The UW Board of Regents has a unique opportunity to explain more openly and honestly the extent to which discriminatory practices are a part of its diversity program and how these practices are justified.Can the UW System reaffirm its long-term commitment to safeguarding fundamental human rights? That commitment goes back more than 46 years. Interestingly, it preceding by two years the awakening of national concern about human rights, prompted by the historic 1954 school desegregation decision by the U.S. Supreme Court in Brown vs. Board of Education. Though few may remember it, the UW Board of Regents made the following pronouncement in 1952:
The Regents are unanimous in their beliefs that the faculty and officers of the University of Wisconsin, throughout the long years of its history, have made an outstanding record in the safeguarding of human rights. Our University has historically served, regardless of race or creed, all who have sought its instruction. Its students now include members of all groups and segments of society, accepting each other and learning together.
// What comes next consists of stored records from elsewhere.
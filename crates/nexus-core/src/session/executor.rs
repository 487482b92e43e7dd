//! Sequential chained task execution.
//!
//! Each bot sees the brief, its own task, and the outputs of every bot that
//! ran before it. Calls are awaited strictly one after another; a failed
//! task is recorded and the run moves on.

use std::sync::Arc;
use std::time::Duration;

use tracing::{Instrument, debug, field, info, info_span, warn};

use nexus_types::bot::BotId;
use nexus_types::config::ExecutionSettings;
use nexus_types::llm::{CompletionRequest, CompletionResponse, LlmError, StopReason};
use nexus_types::session::{ExecutionOutput, OutputStatus};

use crate::llm::box_provider::BoxLlmProvider;

use super::prompt::{PriorContribution, build_chained_messages};

/// Text recorded for a task whose provider returned nothing usable.
pub const EMPTY_OUTPUT: &str = "No response";

/// A task assignment joined with the bot configuration it runs under.
#[derive(Debug, Clone)]
pub struct ResolvedAssignment {
    pub bot_id: BotId,
    pub bot_name: String,
    pub model: String,
    pub system_prompt: Option<String>,
    pub task: String,
    pub temperature: f64,
    pub max_tokens: u32,
}

/// Timeout and retry rules applied to every provider call.
#[derive(Debug, Clone)]
pub struct CallPolicy {
    pub timeout: Duration,
    /// Extra attempts after the first, for transient errors only.
    pub max_retries: u32,
    /// Pause before a retry when the provider gave no `retry_after`.
    pub retry_backoff: Duration,
}

impl CallPolicy {
    pub fn from_settings(settings: &ExecutionSettings) -> Self {
        Self {
            timeout: Duration::from_secs(settings.request_timeout_secs),
            max_retries: settings.max_retries,
            ..Self::default()
        }
    }
}

impl Default for CallPolicy {
    fn default() -> Self {
        Self {
            timeout: Duration::from_secs(120),
            max_retries: 1,
            retry_backoff: Duration::from_millis(500),
        }
    }
}

/// Runs provider calls for a session under a shared [`CallPolicy`].
pub struct TaskExecutor {
    provider: Arc<BoxLlmProvider>,
    policy: CallPolicy,
}

impl TaskExecutor {
    pub fn new(provider: Arc<BoxLlmProvider>, policy: CallPolicy) -> Self {
        Self { provider, policy }
    }

    pub fn provider_name(&self) -> &str {
        self.provider.name()
    }

    /// Execute every assignment in order, chaining outputs forward.
    ///
    /// Always returns one output per assignment, in assignment order.
    pub async fn run(&self, brief: &str, assignments: &[ResolvedAssignment]) -> Vec<ExecutionOutput> {
        let mut prior: Vec<PriorContribution> = Vec::with_capacity(assignments.len());
        let mut outputs = Vec::with_capacity(assignments.len());

        for (index, assignment) in assignments.iter().enumerate() {
            let messages = build_chained_messages(
                brief,
                assignment.system_prompt.as_deref(),
                &assignment.task,
                &prior,
            );
            debug!(
                position = index + 1,
                bot = %assignment.bot_name,
                prior = prior.len(),
                prompt_chars = messages.iter().map(|m| m.content.len()).sum::<usize>(),
                "running team task"
            );

            let request = CompletionRequest {
                model: assignment.model.clone(),
                messages,
                max_tokens: assignment.max_tokens,
                temperature: Some(assignment.temperature),
            };

            match self.call(&request).await {
                Ok(response) => {
                    let output = sanitize_output(&response.content);
                    prior.push(PriorContribution {
                        bot_name: assignment.bot_name.clone(),
                        task: assignment.task.clone(),
                        output: output.clone(),
                    });
                    outputs.push(ExecutionOutput {
                        bot_id: assignment.bot_id.clone(),
                        bot_name: assignment.bot_name.clone(),
                        task: assignment.task.clone(),
                        output,
                        status: OutputStatus::Success,
                        error: None,
                    });
                }
                Err(e) => {
                    let message = e.to_string();
                    warn!(bot = %assignment.bot_name, error = %message, "team task failed");
                    prior.push(PriorContribution {
                        bot_name: assignment.bot_name.clone(),
                        task: assignment.task.clone(),
                        output: format!("⚠️ Error: {message}"),
                    });
                    outputs.push(ExecutionOutput {
                        bot_id: assignment.bot_id.clone(),
                        bot_name: assignment.bot_name.clone(),
                        task: assignment.task.clone(),
                        output: String::new(),
                        status: OutputStatus::Error,
                        error: Some(message),
                    });
                }
            }
        }

        let failed = outputs.iter().filter(|o| !o.is_success()).count();
        info!(tasks = outputs.len(), failed, "team execution finished");
        outputs
    }

    /// Send one completion request under the call policy.
    ///
    /// `max_tokens` is capped at the provider's output limit. Each attempt
    /// is bounded by `policy.timeout`. Transient errors are retried up to
    /// `policy.max_retries` times; anything else is returned immediately.
    pub async fn call(&self, request: &CompletionRequest) -> Result<CompletionResponse, LlmError> {
        let output_cap = self.provider.capabilities().max_output_tokens;
        let clamped;
        let request = if request.max_tokens > output_cap {
            debug!(
                requested = request.max_tokens,
                cap = output_cap,
                "clamping max_tokens to provider output limit"
            );
            clamped = CompletionRequest {
                max_tokens: output_cap,
                ..request.clone()
            };
            &clamped
        } else {
            request
        };

        let mut attempt = 0;
        loop {
            let span = info_span!(
                "gen_ai.complete",
                gen_ai.system = self.provider.name(),
                gen_ai.request.model = %request.model,
                gen_ai.request.max_tokens = request.max_tokens,
                gen_ai.request.temperature = ?request.temperature,
                gen_ai.response.id = field::Empty,
                gen_ai.response.model = field::Empty,
                gen_ai.response.finish_reason = field::Empty,
                gen_ai.usage.input_tokens = field::Empty,
                gen_ai.usage.output_tokens = field::Empty,
                attempt = attempt + 1,
            );

            let result = match tokio::time::timeout(self.policy.timeout, self.provider.complete(request))
                .instrument(span.clone())
                .await
            {
                Ok(result) => result,
                Err(_) => Err(LlmError::Timeout(self.policy.timeout.as_secs())),
            };

            match result {
                Ok(response) => {
                    span.record("gen_ai.response.id", response.id.as_str());
                    span.record("gen_ai.response.model", response.model.as_str());
                    span.record(
                        "gen_ai.response.finish_reason",
                        tracing::field::display(&response.stop_reason),
                    );
                    span.record("gen_ai.usage.input_tokens", response.usage.input_tokens);
                    span.record("gen_ai.usage.output_tokens", response.usage.output_tokens);
                    if response.stop_reason == StopReason::MaxTokens {
                        warn!(
                            model = %request.model,
                            max_tokens = request.max_tokens,
                            "completion truncated at max_tokens"
                        );
                    }
                    return Ok(response);
                }
                Err(e) if e.is_transient() && attempt < self.policy.max_retries => {
                    attempt += 1;
                    let pause = match &e {
                        LlmError::RateLimited {
                            retry_after_ms: Some(ms),
                        } => Duration::from_millis(*ms),
                        _ => self.policy.retry_backoff,
                    };
                    warn!(
                        model = %request.model,
                        error = %e,
                        attempt,
                        "transient provider error, retrying"
                    );
                    tokio::time::sleep(pause).await;
                }
                Err(e) => return Err(e),
            }
        }
    }
}

/// Remove C0 control characters other than tab, newline and carriage
/// return, plus DEL, then trim surrounding whitespace.
pub fn strip_control_chars(raw: &str) -> String {
    raw.chars()
        .filter(|c| {
            !matches!(c, '\u{0}'..='\u{8}' | '\u{b}' | '\u{c}' | '\u{e}'..='\u{1f}' | '\u{7f}')
        })
        .collect::<String>()
        .trim()
        .to_string()
}

/// [`strip_control_chars`], with empty results replaced by [`EMPTY_OUTPUT`].
pub fn sanitize_output(raw: &str) -> String {
    let cleaned = strip_control_chars(raw);
    if cleaned.is_empty() {
        EMPTY_OUTPUT.to_string()
    } else {
        cleaned
    }
}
The Regents are proud of the ability of any student on our campus to gain recognition upon his or her individual merits, and are pleased with the growth of understanding on our campus — an understanding so sorely needed in America and the world. Therefore, be it resolved: that the University of Wisconsin shall in all its branches and activities maintain the fullest respect and protection of the Constitutional rights of all citizens and students regardless of race, color, sect, or creed; and any violation thereof shall immediately be reported to the administration and the Regents for appropriate action to the end that any such violation of Constitutional rights shall be promptly and fully corrected, and future violation prevented.
— From University of Wisconsin Regent Document 1041, May 19, 1952, approved at the Regent’s Regular Board Meeting August 9, 1952.
Concluding Comments
The time has come for the Board of Regents to rethink and refocus the UW System’s 25 year-old commitment to diversity policies and programs. The UW System’s goal, shared by the people of the State of Wisconsin, remains that of opening up effective and appropriate educational opportunities for all students. A new beginning is required to help realize this important goal.